Samson Kwenda, a smallholder farmer from Mchinji district, central Malawi, used to struggle to produce enough on his one-hectare piece of land, to sustain his family for the whole year. He used local, recycled seeds, and followed the traditional growing practices. After many unsuccessful years of farming, Kwenda relocated to Kasungu district, to work as a tobacco tenant. Life as a tenant was not any better. “With a meager salary, providing food, clothing and other basic needs for five children and a wife was not an easy feat,” recalls Kwenda.

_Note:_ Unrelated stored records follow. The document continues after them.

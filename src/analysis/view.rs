//! Chain-scoped, locally re-indexed view of the segmented structure.

use super::adjacency::AdjacencyGraph;
use super::error::Error;
use crate::model::segment::{Helix, Segmentation, Strand};
use crate::model::structure::Structure;

/// Strands, helices and contact graph of a single chain.
///
/// Built fresh for every analysis and never shared, so narrowing the global
/// state to one chain leaves nothing to restore afterwards.
#[derive(Debug, Clone)]
pub struct ChainView<'a> {
    pub structure: &'a Structure,
    pub chain: char,
    /// Chain strands; position in this vector is the local strand index.
    pub strands: Vec<&'a Strand>,
    /// `global[local]` is the strand's index in the whole segmentation.
    pub global: Vec<usize>,
    pub helices: Vec<&'a Helix>,
    pub graph: AdjacencyGraph,
}

impl<'a> ChainView<'a> {
    /// Filters `segmentation` to `chain` and builds the chain's contact graph.
    ///
    /// # Errors
    ///
    /// Returns [`Error::NoChainData`] if the chain has no strands.
    pub fn new(
        structure: &'a Structure,
        segmentation: &'a Segmentation,
        chain: char,
        contact_distance: f64,
    ) -> Result<Self, Error> {
        let (global, strands): (Vec<usize>, Vec<&Strand>) = segmentation
            .strands
            .iter()
            .enumerate()
            .filter(|(_, s)| s.chain == chain)
            .unzip();

        if strands.is_empty() {
            return Err(Error::NoChainData { chain });
        }

        let helices = segmentation
            .helices
            .iter()
            .filter(|h| h.chain == chain)
            .collect();

        let graph = AdjacencyGraph::build(structure, strands.iter().copied(), contact_distance);

        Ok(Self {
            structure,
            chain,
            strands,
            global,
            helices,
            graph,
        })
    }

    /// Local index of a global strand index, if it belongs to this chain.
    pub fn local_index(&self, global: usize) -> Option<usize> {
        self.global.iter().position(|&g| g == global)
    }

    /// Local index of the motif's catalytic strand.
    ///
    /// # Errors
    ///
    /// Returns [`Error::MissingAnchorStrand`] if it is not a strand of this chain.
    pub fn anchor(&self, global: usize) -> Result<usize, Error> {
        self.local_index(global).ok_or(Error::MissingAnchorStrand {
            chain: self.chain,
            strand: global,
        })
    }
}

A year later, he decided to return to his farm. At that time, ICRISAT through the Malawi Seed Industry Development Project (MSIDP) had just started working with smallholder farmer groups in the area, training them in CG7 groundnut seed production. Kwenda joined the Katonda group. From his groundnut seed production Kwenda has been able to buy goats and pigs but more importantly, he was able to pay for his children’s education. His graduate son has a Bachelor of Science degree in Agri-business from Lilongwe University of Agriculture and Natural Resources.
The Katonda group was also trained in community seed banking, whereby smallholder farmers receive 10 kg of improved groundnut seed and give back twice as much, after harvesting. The returned seed is stored in a community warehouse for use by another group of farmers in the subsequent season. MSIDP smallholder farmer clubs are provided with improved legumes and dryland seed varieties along with training on allied technologies and agronomic practices, which in turn will improve farm incomes, food security and reduce poverty in the communities.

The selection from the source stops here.